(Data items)

----------------

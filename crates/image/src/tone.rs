//! Global tone mapping.

use crate::raster::{clamp_channel, RasterBuffer, CHANNELS};

/// Saturation multiplier applied after the luminance stretch.
pub const AUTO_SATURATION_BOOST: f32 = 1.2;

/// Luminance range of a raster, using the unweighted RGB mean per pixel.
pub fn luminance_range(buffer: &RasterBuffer) -> (f32, f32) {
    buffer
        .samples()
        .chunks_exact(CHANNELS)
        .map(luminance)
        .fold((f32::MAX, f32::MIN), |(lo, hi), l| (lo.min(l), hi.max(l)))
}

/// Stretch luminance to the full range, then boost saturation by 1.2x.
///
/// Each channel becomes `(v - min) * 255 / (max - min)` where min/max are the
/// global luminance extremes; when the image has a single luminance the
/// stretch is skipped. Alpha is untouched.
pub fn auto_enhance(buffer: &RasterBuffer) -> RasterBuffer {
    let (min, max) = luminance_range(buffer);
    let range = max - min;

    let mut out = buffer.clone();
    for px in out.samples_mut().chunks_exact_mut(CHANNELS) {
        let mut rgb = [f32::from(px[0]), f32::from(px[1]), f32::from(px[2])];
        if range > 0.0 {
            for v in &mut rgb {
                *v = ((*v - min) * 255.0 / range).clamp(0.0, 255.0);
            }
        }
        let gray = (rgb[0] + rgb[1] + rgb[2]) / 3.0;
        for c in 0..3 {
            px[c] = clamp_channel(gray + (rgb[c] - gray) * AUTO_SATURATION_BOOST);
        }
    }

    tracing::debug!(min, max, dimensions = ?buffer.dimensions(), "auto enhance");
    out
}

#[inline]
fn luminance(px: &[u8]) -> f32 {
    (f32::from(px[0]) + f32::from(px[1]) + f32::from(px[2])) / 3.0
}

#[cfg(test)]
mod tests {
    use super::*;

    #[test]
    fn test_luminance_range() {
        let src = RasterBuffer::from_fn(2, 1, |x, _| if x == 0 { [30, 30, 30, 255] } else { [90, 120, 150, 255] }).unwrap();
        assert_eq!(luminance_range(&src), (30.0, 120.0));
    }

    #[test]
    fn test_stretch_to_full_range() {
        let src = RasterBuffer::from_fn(2, 1, |x, _| {
            let v = if x == 0 { 50 } else { 150 };
            [v, v, v, 255]
        })
        .unwrap();
        let out = auto_enhance(&src);
        assert_eq!(out.pixel(0, 0), [0, 0, 0, 255]);
        assert_eq!(out.pixel(1, 0), [255, 255, 255, 255]);
    }

    #[test]
    fn test_uniform_gray_unchanged() {
        let src = RasterBuffer::filled(3, 3, [77, 77, 77, 255]).unwrap();
        assert_eq!(auto_enhance(&src), src);
    }

    #[test]
    fn test_uniform_color_only_saturates() {
        // min == max, so only the saturation step runs: mean 100, +-20% spread
        let src = RasterBuffer::filled(2, 2, [50, 100, 150, 128]).unwrap();
        let out = auto_enhance(&src);
        assert_eq!(out.pixel(1, 1), [40, 100, 160, 128]);
    }

    #[test]
    fn test_saturation_clamps() {
        let src = RasterBuffer::from_fn(2, 1, |x, _| if x == 0 { [0, 0, 0, 255] } else { [255, 0, 255, 255] }).unwrap();
        let out = auto_enhance(&src);
        // stretch maps lum 170 to 255: channels overflow then clamp
        assert_eq!(out.pixel(1, 0), [255, 0, 255, 255]);
    }
}
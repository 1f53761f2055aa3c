//! Magnification by a scale factor.

use crate::error::{ImageError, Result};
use crate::geometry::{resize_with, ResampleFilter};
use crate::raster::{check_dimensions, RasterBuffer};
use serde::{Deserialize, Serialize};

/// Common magnification presets.
#[derive(Debug, Clone, Copy, PartialEq, Eq, Serialize, Deserialize)]
pub enum UpscalePreset {
    /// 2x
    #[serde(rename = "2x")]
    Double,
    /// 3x
    #[serde(rename = "3x")]
    Triple,
    /// 4x
    #[serde(rename = "4x")]
    Quadruple,
}

impl UpscalePreset {
    /// Scale factor for this preset.
    pub fn factor(&self) -> f64 {
        match self {
            UpscalePreset::Double => 2.0,
            UpscalePreset::Triple => 3.0,
            UpscalePreset::Quadruple => 4.0,
        }
    }
}

/// Output dimensions for a factor: `round(w * f) x round(h * f)`.
///
/// Fails when the result exceeds [`crate::MAX_PIXELS`].
pub fn upscaled_dimensions(width: u32, height: u32, factor: f64) -> Result<(u32, u32)> {
    if !factor.is_finite() || factor < 1.0 {
        return Err(ImageError::invalid_parameter(format!(
            "upscale factor must be >= 1, got {factor}"
        )));
    }
    let scale = |v: u32| -> Result<u32> {
        let scaled = (f64::from(v) * factor).round();
        if scaled > f64::from(u32::MAX) {
            return Err(ImageError::invalid_parameter(format!(
                "upscaled dimension {scaled} is too large"
            )));
        }
        Ok(scaled as u32)
    };
    let (width, height) = (scale(width)?, scale(height)?);
    check_dimensions(width, height)?;
    Ok((width, height))
}

/// Magnify with the default bicubic filter.
pub fn upscale(buffer: &RasterBuffer, factor: f64) -> Result<RasterBuffer> {
    upscale_with(buffer, factor, ResampleFilter::default())
}

/// Magnify with an explicit filter.
pub fn upscale_with(buffer: &RasterBuffer, factor: f64, filter: ResampleFilter) -> Result<RasterBuffer> {
    let (width, height) = upscaled_dimensions(buffer.width(), buffer.height(), factor)?;
    resize_with(buffer, width, height, filter)
}
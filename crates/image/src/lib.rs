//! Pixel-buffer transformation engine for imagecraft.
//!
//! This crate provides:
//! - A decoded RGBA raster type ([`RasterBuffer`])
//! - Geometric transforms: crop, resize, arbitrary-angle rotate, flip
//! - Convolution filters: Gaussian denoise, unsharp-mask sharpen, and a
//!   brightness/contrast/saturation/blur stack
//! - Global tone mapping (auto enhance) and upscaling
//! - A pluggable [`Codec`] boundary with an `image`-crate backed reference
//! - Declarative pipelines and a failure-isolating batch coordinator
//!
//! Every pixel operation is a pure function: it reads one buffer and returns
//! a new one, or an error. Nothing here reads configuration or environment.
//!
//! # Example
//!
//! ```
//! use imagecraft_image::{denoise, rotate, RasterBuffer, RotateMode};
//!
//! let raster = RasterBuffer::filled(32, 16, [200, 120, 40, 255]).unwrap();
//! let rotated = rotate(&raster, 90.0, RotateMode::ExpandToFit).unwrap();
//! assert_eq!(rotated.dimensions(), (16, 32));
//! let smoothed = denoise(&rotated, 1.2).unwrap();
//! assert_eq!(smoothed.dimensions(), (16, 32));
//! ```

#![warn(missing_docs)]

pub mod batch;
pub mod codec;
mod error;
pub mod filter;
pub mod geometry;
pub mod pipeline;
mod raster;
pub mod tone;
pub mod upscale;

pub use batch::{BatchCoordinator, BatchItem, BatchReport, BatchStatus, ItemSource, ItemStatus, Progress};
pub use codec::{detect_format, flatten_alpha, probe, Codec, EncodeRequest, EncodedImage, ImageFormat, ImageMetadata, StandardCodec};
pub use error::{ErrorKind, ImageError, Result};
pub use filter::{adjust, denoise, sharpen, AdjustParams};
pub use geometry::{crop, flip, resize, resize_with, rotate, CropRegion, ResampleFilter, RotateMode, Transform};
pub use pipeline::{output_name, Operation, Pipeline};
pub use raster::{RasterBuffer, CHANNELS, MAX_PIXELS};
pub use tone::auto_enhance;
pub use upscale::{upscale, upscale_with, UpscalePreset};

----------------

*TASK*
Each entry above, in full, should be output exactly as it reads.

*RESULT OF THE EXERCISE*
filename crates/image/src/tone.rs
//! Global tone mapping.

use crate::raster::{clamp_channel, RasterBuffer, CHANNELS};

/// Saturation multiplier applied after the luminance stretch.
pub const AUTO_SATURATION_BOOST: f32 = 1.2;

/// Luminance range of a raster, using the unweighted RGB mean per pixel.
pub fn luminance_range(buffer: &RasterBuffer) -> (f32, f32) {
    buffer
        .samples()
        .chunks_exact(CHANNELS)
        .map(luminance)
        .fold((f32::MAX, f32::MIN), |(lo, hi), l| (lo.min(l), hi.max(l)))
}

/// Stretch luminance to the full range, then boost saturation by 1.2x.
///
/// Each channel becomes `(v - min) * 255 / (max - min)` where min/max are the
/// global luminance extremes; when the image has a single luminance the
/// stretch is skipped. Alpha is untouched.
pub fn auto_enhance(buffer: &RasterBuffer) -> RasterBuffer {
    let (min, max) = luminance_range(buffer);
    let range = max - min;

    let mut out = buffer.clone();
    for px in out.samples_mut().chunks_exact_mut(CHANNELS) {
        let mut rgb = [f32::from(px[0]), f32::from(px[1]), f32::from(px[2])];
        if range > 0.0 {
            for v in &mut rgb {
                *v = ((*v - min) * 255.0 / range).clamp(0.0, 255.0);
            }
        }
        let gray = (rgb[0] + rgb[1] + rgb[2]) / 3.0;
        for c in 0..3 {
            px[c] = clamp_channel(gray + (rgb[c] - gray) * AUTO_SATURATION_BOOST);
        }
    }

    tracing::debug!(min, max, dimensions = ?buffer.dimensions(), "auto enhance");
    out
}

#[inline]
fn luminance(px: &[u8]) -> f32 {
    (f32::from(px[0]) + f32::from(px[1]) + f32::from(px[2])) / 3.0
}

#[cfg(test)]
mod tests {
    use super::*;

    #[test]
    fn test_luminance_range() {
        let src = RasterBuffer::from_fn(2, 1, |x, _| if x == 0 { [30, 30, 30, 255] } else { [90, 120, 150, 255] }).unwrap();
        assert_eq!(luminance_range(&src), (30.0, 120.0));
    }

    #[test]
    fn test_stretch_to_full_range() {
        let src = RasterBuffer::from_fn(2, 1, |x, _| {
            let v = if x == 0 { 50 } else { 150 };
            [v, v, v, 255]
        })
        .unwrap();
        let out = auto_enhance(&src);
        assert_eq!(out.pixel(0, 0), [0, 0, 0, 255]);
        assert_eq!(out.pixel(1, 0), [255, 255, 255, 255]);
    }

    #[test]
    fn test_uniform_gray_unchanged() {
        let src = RasterBuffer::filled(3, 3, [77, 77, 77, 255]).unwrap();
        assert_eq!(auto_enhance(&src), src);
    }

    #[test]
    fn test_uniform_color_only_saturates() {
        // min == max, so only the saturation step runs: mean 100, +-20% spread
        let src = RasterBuffer::filled(2, 2, [50, 100, 150, 128]).unwrap();
        let out = auto_enhance(&src);
        assert_eq!(out.pixel(1, 1), [40, 100, 160, 128]);
    }

    #[test]
    fn test_saturation_clamps() {
        let src = RasterBuffer::from_fn(2, 1, |x, _| if x == 0 { [0, 0, 0, 255] } else { [255, 0, 255, 255] }).unwrap();
        let out = auto_enhance(&src);
        // stretch maps lum 170 to 255: channels overflow then clamp
        assert_eq!(out.pixel(1, 0), [255, 0, 255, 255]);
    }
}
repository 1f53761f2055aa3c
//! Magnification by a scale factor.

use crate::error::{ImageError, Result};
use crate::geometry::{resize_with, ResampleFilter};
use crate::raster::{check_dimensions, RasterBuffer};
use serde::{Deserialize, Serialize};

/// Common magnification presets.
#[derive(Debug, Clone, Copy, PartialEq, Eq, Serialize, Deserialize)]
pub enum UpscalePreset {
    /// 2x
    #[serde(rename = "2x")]
    Double,
    /// 3x
    #[serde(rename = "3x")]
    Triple,
    /// 4x
    #[serde(rename = "4x")]
    Quadruple,
}

impl UpscalePreset {
    /// Scale factor for this preset.
    pub fn factor(&self) -> f64 {
        match self {
            UpscalePreset::Double => 2.0,
            UpscalePreset::Triple => 3.0,
            UpscalePreset::Quadruple => 4.0,
        }
    }
}

/// Output dimensions for a factor: `round(w * f) x round(h * f)`.
///
/// Fails when the result exceeds [`crate::MAX_PIXELS`].
pub fn upscaled_dimensions(width: u32, height: u32, factor: f64) -> Result<(u32, u32)> {
    if !factor.is_finite() || factor < 1.0 {
        return Err(ImageError::invalid_parameter(format!(
            "upscale factor must be >= 1, got {factor}"
        )));
    }
    let scale = |v: u32| -> Result<u32> {
        let scaled = (f64::from(v) * factor).round();
        if scaled > f64::from(u32::MAX) {
            return Err(ImageError::invalid_parameter(format!(
                "upscaled dimension {scaled} is too large"
            )));
        }
        Ok(scaled as u32)
    };
    let (width, height) = (scale(width)?, scale(height)?);
    check_dimensions(width, height)?;
    Ok((width, height))
}

/// Magnify with the default bicubic filter.
pub fn upscale(buffer: &RasterBuffer, factor: f64) -> Result<RasterBuffer> {
    upscale_with(buffer, factor, ResampleFilter::default())
}

/// Magnify with an explicit filter.
pub fn upscale_with(buffer: &RasterBuffer, factor: f64, filter: ResampleFilter) -> Result<RasterBuffer> {
    let (width, height) = upscaled_dimensions(buffer.width(), buffer.height(), factor)?;
    resize_with(buffer, width, height, filter)
}
filename crates/image/src/lib.rs
//! Pixel-buffer transformation engine for imagecraft.
//!
//! This crate provides:
//! - A decoded RGBA raster type ([`RasterBuffer`])
//! - Geometric transforms: crop, resize, arbitrary-angle rotate, flip
//! - Convolution filters: Gaussian denoise, unsharp-mask sharpen, and a
//!   brightness/contrast/saturation/blur stack
//! - Global tone mapping (auto enhance) and upscaling
//! - A pluggable [`Codec`] boundary with an `image`-crate backed reference
//! - Declarative pipelines and a failure-isolating batch coordinator
//!
//! Every pixel operation is a pure function: it reads one buffer and returns
//! a new one, or an error. Nothing here reads configuration or environment.
//!
//! # Example
//!
//! ```
//! use imagecraft_image::{denoise, rotate, RasterBuffer, RotateMode};
//!
//! let raster = RasterBuffer::filled(32, 16, [200, 120, 40, 255]).unwrap();
//! let rotated = rotate(&raster, 90.0, RotateMode::ExpandToFit).unwrap();
//! assert_eq!(rotated.dimensions(), (16, 32));
//! let smoothed = denoise(&rotated, 1.2).unwrap();
//! assert_eq!(smoothed.dimensions(), (16, 32));
//! ```

#![warn(missing_docs)]

pub mod batch;
pub mod codec;
mod error;
pub mod filter;
pub mod geometry;
pub mod pipeline;
mod raster;
pub mod tone;
pub mod upscale;

pub use batch::{BatchCoordinator, BatchItem, BatchReport, BatchStatus, ItemSource, ItemStatus, Progress};
pub use codec::{detect_format, flatten_alpha, probe, Codec, EncodeRequest, EncodedImage, ImageFormat, ImageMetadata, StandardCodec};
pub use error::{ErrorKind, ImageError, Result};
pub use filter::{adjust, denoise, sharpen, AdjustParams};
pub use geometry::{crop, flip, resize, resize_with, rotate, CropRegion, ResampleFilter, RotateMode, Transform};
pub use pipeline::{output_name, Operation, Pipeline};
pub use raster::{RasterBuffer, CHANNELS, MAX_PIXELS};
pub use tone::auto_enhance;
pub use upscale::{upscale, upscale_with, UpscalePreset};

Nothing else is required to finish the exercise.